#### [WHAT TO DO]
Read the lines below. Copy out any that hold the string "usize".

#### [THE RECORDS]
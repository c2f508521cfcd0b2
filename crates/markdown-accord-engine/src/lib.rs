pub mod config;
pub mod editing;
pub mod markdown;
pub mod sync;

// Re-export key types for easier usage
pub use config::SyncOptions;
pub use editing::{Block, BlockKind, Cmd, Document, Node, Point, Selection, TextSpan};
pub use markdown::{ParseError, parse, serialize};
pub use sync::{
    BlockSignature, ChunkOp, DiffChunk, EditorHost, PatchOutcome, RemappedPoint, RemappedRange,
    SyncEffect, SyncSession, SyncState, apply_patch, diff_blocks, remap_offset, remap_offsets,
    remap_point, remap_range, remap_selection, three_way_merge,
};
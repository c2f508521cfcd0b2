//! Character-level three-way text merge.

use similar::{DiffOp, TextDiff};

/// Merge two descendants of a common baseline into one text.
///
/// Local edits are taken as-is; remote edits are replayed on top of them
/// at positions carried through the local diff. A remote deletion only
/// removes baseline characters that still survive locally, and a remote
/// insertion lands before the first surviving character at or after its
/// baseline anchor (at the end if none survives). When both sides insert
/// at the same spot, local text comes first. The result is deterministic
/// and never fails; overlapping rewrites keep both sides' text rather
/// than dropping either.
pub fn three_way_merge(base: &str, local: &str, remote: &str) -> String {
    if local == base {
        return remote.to_string();
    }
    if remote == base || local == remote {
        return local.to_string();
    }

    let base_len = base.chars().count();
    let local_chars: Vec<char> = local.chars().collect();
    let remote_chars: Vec<char> = remote.chars().collect();

    // Where each surviving baseline character lives in the local text.
    let mut base_to_local: Vec<Option<usize>> = vec![None; base_len];
    for op in TextDiff::from_chars(base, local).ops() {
        if let DiffOp::Equal {
            old_index,
            new_index,
            len,
        } = *op
        {
            for k in 0..len {
                base_to_local[old_index + k] = Some(new_index + k);
            }
        }
    }

    let mut deleted = vec![false; local_chars.len()];
    let mut inserts: Vec<Vec<char>> = vec![Vec::new(); local_chars.len() + 1];

    for op in TextDiff::from_chars(base, remote).ops() {
        match *op {
            DiffOp::Equal { .. } => {}
            DiffOp::Delete {
                old_index, old_len, ..
            } => mark_deleted(&base_to_local, &mut deleted, old_index, old_len),
            DiffOp::Insert {
                old_index,
                new_index,
                new_len,
            } => {
                let at = first_surviving(&base_to_local, old_index, local_chars.len());
                inserts[at].extend_from_slice(&remote_chars[new_index..new_index + new_len]);
            }
            DiffOp::Replace {
                old_index,
                old_len,
                new_index,
                new_len,
            } => {
                mark_deleted(&base_to_local, &mut deleted, old_index, old_len);
                let at = first_surviving(&base_to_local, old_index, local_chars.len());
                inserts[at].extend_from_slice(&remote_chars[new_index..new_index + new_len]);
            }
        }
    }

    let mut merged = String::with_capacity(local.len() + remote.len() / 4);
    for (i, &c) in local_chars.iter().enumerate() {
        merged.extend(inserts[i].iter());
        if !deleted[i] {
            merged.push(c);
        }
    }
    merged.extend(inserts[local_chars.len()].iter());
    merged
}

fn mark_deleted(base_to_local: &[Option<usize>], deleted: &mut [bool], from: usize, len: usize) {
    for p in from..from + len {
        if let Some(lp) = base_to_local.get(p).copied().flatten() {
            deleted[lp] = true;
        }
    }
}

fn first_surviving(base_to_local: &[Option<usize>], from: usize, local_len: usize) -> usize {
    base_to_local
        .get(from..)
        .into_iter()
        .flatten()
        .find_map(|mapped| *mapped)
        .unwrap_or(local_len)
}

#### [EXERCISE RESPONSE]
    let mut base_to_local: Vec<Option<usize>> = vec![None; base_len];
fn mark_deleted(base_to_local: &[Option<usize>], deleted: &mut [bool], from: usize, len: usize) {
fn first_surviving(base_to_local: &[Option<usize>], from: usize, local_len: usize) -> usize {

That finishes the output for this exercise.